> **What you will do**
Your result should be every line of the records below that contains the word "Config".

> **Records for this exercise**
☆ ☆ ☆ ☆ ☆ ☆ ☆

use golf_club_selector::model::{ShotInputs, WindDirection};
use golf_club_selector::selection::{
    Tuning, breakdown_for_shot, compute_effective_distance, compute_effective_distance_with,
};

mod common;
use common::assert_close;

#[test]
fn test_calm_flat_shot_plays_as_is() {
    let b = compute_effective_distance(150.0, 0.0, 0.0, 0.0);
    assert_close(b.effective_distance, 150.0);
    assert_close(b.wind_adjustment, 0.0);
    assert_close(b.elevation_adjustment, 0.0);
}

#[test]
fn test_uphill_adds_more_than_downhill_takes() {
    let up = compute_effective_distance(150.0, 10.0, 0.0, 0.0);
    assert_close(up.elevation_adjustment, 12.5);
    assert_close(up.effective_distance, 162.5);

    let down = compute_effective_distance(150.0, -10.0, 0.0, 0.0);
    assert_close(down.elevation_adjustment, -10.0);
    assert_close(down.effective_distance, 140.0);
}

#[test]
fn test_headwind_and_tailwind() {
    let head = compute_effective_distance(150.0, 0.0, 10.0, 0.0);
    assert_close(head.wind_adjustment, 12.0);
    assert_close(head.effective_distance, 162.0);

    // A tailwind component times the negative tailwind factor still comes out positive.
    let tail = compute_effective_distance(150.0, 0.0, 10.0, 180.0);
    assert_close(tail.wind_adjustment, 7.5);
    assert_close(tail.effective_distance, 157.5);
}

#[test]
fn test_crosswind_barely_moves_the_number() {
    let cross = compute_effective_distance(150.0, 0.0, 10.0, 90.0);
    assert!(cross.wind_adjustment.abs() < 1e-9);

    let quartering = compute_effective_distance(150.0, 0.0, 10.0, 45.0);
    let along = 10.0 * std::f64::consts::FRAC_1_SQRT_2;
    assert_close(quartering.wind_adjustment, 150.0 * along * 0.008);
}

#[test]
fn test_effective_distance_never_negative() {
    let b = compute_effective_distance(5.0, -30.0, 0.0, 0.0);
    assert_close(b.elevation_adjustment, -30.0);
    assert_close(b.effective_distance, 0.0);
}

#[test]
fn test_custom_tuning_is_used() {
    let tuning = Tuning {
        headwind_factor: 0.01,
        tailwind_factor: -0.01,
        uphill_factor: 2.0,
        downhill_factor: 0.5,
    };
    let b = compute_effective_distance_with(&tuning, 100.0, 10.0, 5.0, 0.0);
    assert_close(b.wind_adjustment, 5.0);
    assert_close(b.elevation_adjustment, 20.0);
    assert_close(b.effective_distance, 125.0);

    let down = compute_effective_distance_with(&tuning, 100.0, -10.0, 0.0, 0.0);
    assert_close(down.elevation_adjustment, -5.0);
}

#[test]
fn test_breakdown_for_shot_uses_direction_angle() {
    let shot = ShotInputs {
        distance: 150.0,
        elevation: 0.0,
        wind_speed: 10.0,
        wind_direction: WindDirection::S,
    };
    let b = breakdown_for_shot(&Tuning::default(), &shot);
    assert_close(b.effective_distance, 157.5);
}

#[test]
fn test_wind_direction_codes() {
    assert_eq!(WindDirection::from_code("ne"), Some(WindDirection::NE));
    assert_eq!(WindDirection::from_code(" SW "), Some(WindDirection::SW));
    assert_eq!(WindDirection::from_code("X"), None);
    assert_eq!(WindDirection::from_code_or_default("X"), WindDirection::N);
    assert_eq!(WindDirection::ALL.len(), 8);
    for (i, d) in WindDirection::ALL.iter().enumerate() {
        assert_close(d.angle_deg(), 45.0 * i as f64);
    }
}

☆ ☆ ☆ ☆ ☆ ☆ ☆

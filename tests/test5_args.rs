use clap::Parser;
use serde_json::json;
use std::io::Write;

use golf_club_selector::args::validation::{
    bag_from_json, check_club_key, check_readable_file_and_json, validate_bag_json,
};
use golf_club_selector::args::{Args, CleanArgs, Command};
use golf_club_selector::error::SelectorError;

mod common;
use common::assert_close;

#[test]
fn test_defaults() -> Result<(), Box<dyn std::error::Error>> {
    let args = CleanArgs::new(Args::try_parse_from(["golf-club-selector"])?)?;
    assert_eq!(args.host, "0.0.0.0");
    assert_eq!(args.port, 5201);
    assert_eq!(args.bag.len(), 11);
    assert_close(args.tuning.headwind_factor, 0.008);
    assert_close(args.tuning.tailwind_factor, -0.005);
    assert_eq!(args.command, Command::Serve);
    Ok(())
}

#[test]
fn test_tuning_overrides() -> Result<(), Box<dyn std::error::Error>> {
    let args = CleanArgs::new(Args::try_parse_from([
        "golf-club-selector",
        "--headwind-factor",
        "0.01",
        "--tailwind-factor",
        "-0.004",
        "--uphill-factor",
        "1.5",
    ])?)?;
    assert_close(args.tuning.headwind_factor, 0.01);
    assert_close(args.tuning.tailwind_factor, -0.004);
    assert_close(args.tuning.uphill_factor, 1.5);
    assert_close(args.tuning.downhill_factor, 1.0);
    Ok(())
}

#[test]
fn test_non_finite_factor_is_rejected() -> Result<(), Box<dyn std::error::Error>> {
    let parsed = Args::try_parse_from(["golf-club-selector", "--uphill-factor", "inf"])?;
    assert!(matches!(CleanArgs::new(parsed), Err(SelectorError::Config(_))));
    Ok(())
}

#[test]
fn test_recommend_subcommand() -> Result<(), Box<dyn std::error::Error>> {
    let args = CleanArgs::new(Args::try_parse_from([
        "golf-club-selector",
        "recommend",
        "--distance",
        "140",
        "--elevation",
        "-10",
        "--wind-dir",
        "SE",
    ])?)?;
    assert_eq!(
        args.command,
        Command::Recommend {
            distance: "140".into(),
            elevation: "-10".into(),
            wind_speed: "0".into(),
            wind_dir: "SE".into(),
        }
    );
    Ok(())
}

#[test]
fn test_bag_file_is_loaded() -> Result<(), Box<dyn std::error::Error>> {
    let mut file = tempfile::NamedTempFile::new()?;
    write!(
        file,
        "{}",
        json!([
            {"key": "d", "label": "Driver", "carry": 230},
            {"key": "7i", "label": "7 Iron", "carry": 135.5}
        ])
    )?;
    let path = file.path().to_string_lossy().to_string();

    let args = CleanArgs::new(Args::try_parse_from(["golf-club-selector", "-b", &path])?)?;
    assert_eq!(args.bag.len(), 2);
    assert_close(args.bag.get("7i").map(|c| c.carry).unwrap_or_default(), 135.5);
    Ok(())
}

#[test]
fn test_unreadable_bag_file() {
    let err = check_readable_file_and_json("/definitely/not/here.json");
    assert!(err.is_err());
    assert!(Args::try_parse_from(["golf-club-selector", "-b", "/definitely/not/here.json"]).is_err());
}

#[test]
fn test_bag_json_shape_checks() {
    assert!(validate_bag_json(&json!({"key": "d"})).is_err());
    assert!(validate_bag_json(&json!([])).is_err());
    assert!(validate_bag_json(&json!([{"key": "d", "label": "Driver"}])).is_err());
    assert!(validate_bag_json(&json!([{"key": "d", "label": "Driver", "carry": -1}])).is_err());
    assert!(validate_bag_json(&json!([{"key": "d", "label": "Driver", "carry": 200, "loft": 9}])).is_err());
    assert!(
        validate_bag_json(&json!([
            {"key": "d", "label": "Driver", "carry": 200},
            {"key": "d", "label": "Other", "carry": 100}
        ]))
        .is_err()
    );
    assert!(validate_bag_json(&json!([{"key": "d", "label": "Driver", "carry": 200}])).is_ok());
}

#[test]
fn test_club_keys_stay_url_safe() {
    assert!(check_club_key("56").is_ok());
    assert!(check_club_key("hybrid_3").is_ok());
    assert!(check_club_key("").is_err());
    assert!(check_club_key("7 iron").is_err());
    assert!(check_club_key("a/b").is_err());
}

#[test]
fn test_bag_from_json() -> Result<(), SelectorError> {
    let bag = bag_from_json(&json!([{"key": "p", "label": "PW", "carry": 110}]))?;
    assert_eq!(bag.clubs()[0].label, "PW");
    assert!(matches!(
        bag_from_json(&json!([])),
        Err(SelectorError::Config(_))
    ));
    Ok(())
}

☆ ☆ ☆ ☆ ☆ ☆ ☆

> **Written answer**
    assert!(matches!(CleanArgs::new(parsed), Err(SelectorError::Config(_))));
        Err(SelectorError::Config(_))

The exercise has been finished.